Following are some of the recently proven benefits of the cocoa bean and its cocoa powder by-product, dark chocolate:

  • Anti-inflammatory
  • Anti-carcinogenic
  • Improves gut health
  • Lowers blood pressure
  • Lowers stress hormones
  • Lowers risk of Alzheimer’s

How to Choose the Right Dark Chocolate

A recent study showed there are vast differences in the quality of dark chocolate. No surprise there. Some tested brands had high antioxidant levels and others did not.

Generally speaking, the darker the chocolate the higher the cacao content. And remember, the benefits are in the cacao, from which the chocolate is made. The problem is that cacao is bitter. So, the higher the cacao content, the more bitter the taste of the chocolate.

It’s the antioxidants in the cacao that make the chocolate bitter. So the manufacturers will often remove them. But, it’s the antioxidants that provide many of the health benefits of chocolate. To offset the bitterness, most kinds of chocolate are sweetened. The challenge is trying to get as much of the health benefits as possible, while making the chocolate edible. Make sure you read the labels carefully to get the biggest bang for your buck.

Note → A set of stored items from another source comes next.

//! Tracker Gateway (C3): subprocess adapter over an external backlog process.
//!
//! Every verb is invoked as `<tracker_bin> <verb> --json --quiet [flags...]`;
//! stdout is parsed as JSON, a non-zero exit or invalid JSON becomes a
//! [`TrackerError`]. The gateway never assumes a specific tracker binary —
//! tests substitute a small fake script.

use norma_core::{Id, Task, TaskStatus, TaskType};
use std::path::{Path, PathBuf};
use std::process::Stdio;
use thiserror::Error;
use tokio::process::Command;

#[derive(Debug, Error)]
pub enum TrackerError {
    #[error("io error invoking tracker: {0}")]
    Io(#[from] std::io::Error),
    #[error("tracker exited with status {status}: {stderr}")]
    NonZeroExit { status: i32, stderr: String },
    #[error("invalid tracker json: {0}")]
    InvalidJson(#[from] serde_json::Error),
}

pub type Result<T> = std::result::Result<T, TrackerError>;

/// Adapter over the external tracker binary.
#[derive(Debug, Clone)]
pub struct Tracker {
    tracker_bin: PathBuf,
}

impl Tracker {
    pub fn new(tracker_bin: PathBuf) -> Self {
        Self { tracker_bin }
    }

    async fn invoke(&self, args: &[&str]) -> Result<serde_json::Value> {
        let mut full_args = args.to_vec();
        full_args.push("--json");
        full_args.push("--quiet");

        let output = Command::new(&self.tracker_bin)
            .args(&full_args)
            .stdin(Stdio::null())
            .stdout(Stdio::piped())
            .stderr(Stdio::piped())
            .output()
            .await?;

        if !output.status.success() {
            return Err(TrackerError::NonZeroExit {
                status: output.status.code().unwrap_or(-1),
                stderr: String::from_utf8_lossy(&output.stderr).to_string(),
            });
        }

        Ok(serde_json::from_slice(&output.stdout)?)
    }

    async fn invoke_unit(&self, args: &[&str]) -> Result<()> {
        self.invoke(args).await?;
        Ok(())
    }

    pub async fn add(&self, task_type: TaskType, title: &str, description: &str) -> Result<Id> {
        let value = self
            .invoke(&["add", "--type", task_type.as_str(), "--title", title, "--description", description])
            .await?;
        Ok(Id::from_string(
            value["id"].as_str().unwrap_or_default().to_string(),
        ))
    }

    pub async fn add_epic(&self, title: &str, description: &str) -> Result<Id> {
        self.add(TaskType::Epic, title, description).await
    }

    pub async fn add_feature(&self, title: &str, description: &str, parent_id: &Id) -> Result<Id> {
        let value = self
            .invoke(&[
                "add",
                "--type",
                "feature",
                "--title",
                title,
                "--description",
                description,
                "--parent",
                parent_id.as_ref(),
            ])
            .await?;
        Ok(Id::from_string(
            value["id"].as_str().unwrap_or_default().to_string(),
        ))
    }

    pub async fn task(&self, task_id: &Id) -> Result<Task> {
        let value = self.invoke(&["task", task_id.as_ref()]).await?;
        Ok(serde_json::from_value(value)?)
    }

    pub async fn list(&self) -> Result<Vec<Task>> {
        let value = self.invoke(&["list"]).await?;
        Ok(serde_json::from_value(value)?)
    }

    pub async fn children(&self, task_id: &Id) -> Result<Vec<Task>> {
        let value = self.invoke(&["children", task_id.as_ref()]).await?;
        Ok(serde_json::from_value(value)?)
    }

    /// Tasks whose dependencies are all closed and whose own status is open.
    pub async fn ready(&self) -> Result<Vec<Task>> {
        let value = self.invoke(&["ready"]).await?;
        Ok(serde_json::from_value(value)?)
    }

    /// Leaf (non epic/feature) tasks only, for the Selection Policy.
    pub async fn leaf_tasks(&self) -> Result<Vec<Task>> {
        let value = self.invoke(&["ready", "--leaf"]).await?;
        Ok(serde_json::from_value(value)?)
    }

    /// Apply the orchestrator-status → tracker-status(+label) mapping from
    /// `TaskStatus::tracker_status`/`tracker_label`.
    pub async fn mark_status(&self, task_id: &Id, status: TaskStatus) -> Result<()> {
        self.invoke_unit(&["update", task_id.as_ref(), "--status", status.tracker_status()])
            .await?;
        if let Some(label) = status.tracker_label() {
            self.add_label(task_id, label).await?;
        }
        Ok(())
    }

    pub async fn mark_done(&self, task_id: &Id) -> Result<()> {
        self.mark_status(task_id, TaskStatus::Done).await
    }

    pub async fn set_run(&self, task_id: &Id, run_id: &Id) -> Result<()> {
        self.invoke_unit(&["update", task_id.as_ref(), "--run", run_id.as_ref()])
            .await
    }

    pub async fn add_dependency(&self, task_id: &Id, depends_on: &Id) -> Result<()> {
        self.invoke_unit(&["update", task_id.as_ref(), "--depends-on", depends_on.as_ref()])
            .await
    }

    pub async fn add_label(&self, task_id: &Id, label: &str) -> Result<()> {
        self.invoke_unit(&["update", task_id.as_ref(), "--add-label", label])
            .await
    }

    pub async fn remove_label(&self, task_id: &Id, label: &str) -> Result<()> {
        self.invoke_unit(&["update", task_id.as_ref(), "--remove-label", label])
            .await
    }

    pub async fn set_notes(&self, task_id: &Id, notes: &str) -> Result<()> {
        self.invoke_unit(&["update", task_id.as_ref(), "--notes", notes])
            .await
    }

    pub async fn update(&self, task_id: &Id, field: &str, value: &str) -> Result<()> {
        self.invoke_unit(&["update", task_id.as_ref(), &format!("--{field}"), value])
            .await
    }

    pub async fn delete(&self, task_id: &Id) -> Result<()> {
        self.invoke_unit(&["delete", task_id.as_ref()]).await
    }
}

/// Write a tiny fake tracker script for tests: a shell script that echoes
/// canned JSON for the `ready` verb and succeeds (with empty JSON) for
/// everything else.
#[cfg(test)]
fn write_fake_tracker(dir: &Path, ready_json: &str) -> PathBuf {
    let script_path = dir.join("fake-tracker.sh");
    let script = format!(
        r#"#!/bin/sh
if [ "$1" = "ready" ]; then
  echo '{ready_json}'
elif [ "$1" = "add" ]; then
  echo '{{"id": "norma-new"}}'
else
  echo '{{}}'
fi
"#
    );
    std::fs::write(&script_path, script).unwrap();
    #[cfg(unix)]
    {
        use std::os::unix::fs::PermissionsExt;
        let mut perms = std::fs::metadata(&script_path).unwrap().permissions();
        perms.set_mode(0o755);
        std::fs::set_permissions(&script_path, perms).unwrap();
    }
    script_path
}

#[cfg(test)]
mod tests {
    use super::*;
    use tempfile::TempDir;

    #[tokio::test]
    async fn ready_parses_fake_tracker_output() {
        let dir = TempDir::new().unwrap();
        let script = write_fake_tracker(
            dir.path(),
            r#"[{"id":"norma-hp","task_type":"task","parent_id":null,"priority":1,"status":"todo","labels":[],"notes":"","title":"t","description":"Objective: x\nArtifact: y\nVerify: z","acceptance_criteria":[],"created_at":"2026-01-01T00:00:00Z"}]"#,
        );
        let tracker = Tracker::new(script);
        let tasks = tracker.ready().await.unwrap();
        assert_eq!(tasks.len(), 1);
        assert_eq!(tasks[0].id, Id::from_string("norma-hp"));
        assert!(tasks[0].has_ready_contract());
    }

    #[tokio::test]
    async fn add_parses_returned_id() {
        let dir = TempDir::new().unwrap();
        let script = write_fake_tracker(dir.path(), "[]");
        let tracker = Tracker::new(script);
        let id = tracker.add(TaskType::Task, "title", "description").await.unwrap();
        assert_eq!(id, Id::from_string("norma-new"));
    }

    #[tokio::test]
    async fn nonexistent_binary_reports_io_error() {
        let tracker = Tracker::new(PathBuf::from("/no/such/tracker-binary"));
        let result = tracker.ready().await;
        assert!(matches!(result, Err(TrackerError::Io(_))));
    }
}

You should also assess each type of chocolate for the following:

  • What type of sweetener? Pay attention to the kind of sugar or sweetener each choice contains. Natural, traditional sweeteners such as honey or organic cane sugar are healthy choices. What you definitely don’t want are products sweetened with high fructose corn syrup or, worse yet, artificial sweeteners.
  • Genetically engineered cocoa beans? Choose chocolate that is certified GMO-free or organic. Unfortunately, some of the chocolate on the market today, even dark chocolate, has been genetically engineered. Although the health impacts of GMO aren’t known, one thing is for certain: they are developed for corporate profit and not for your health. So to be safe, choose GMO-free products.
  • What kind of fat? Fat in chocolate is a good thing, provided it’s the right kind of fat. It slows down your body’s sugar absorption, which reduces your insulin spike. The best kind of fat in your dark chocolate is cocoa butter – the same fat that occurs in the cocoa plant itself. The main fatty acid found in cocoa butter is stearic acid. This is the only saturated fat that does not adversely affect LDL, and favorably affects HDL. In other words, cocoa butter is good for your cholesterol levels. The next best choice is coconut oil. Avoid vegetable oils, like soybean oil, and trans fats.

Make Sensible Choices

When it comes to picking the chocolate that’s best for your cardiovascular health, it pays to check the ingredients carefully. There are hundreds of brands of chocolate on the market. Unfortunately, not all of them support good health goals. Many manufacturers add unnecessary and downright unhealthy ingredients as filler or to make it taste better so you’ll buy more.

But still, it’s worth the effort to look at the ingredients and find the dark chocolate that’s going to benefit your health.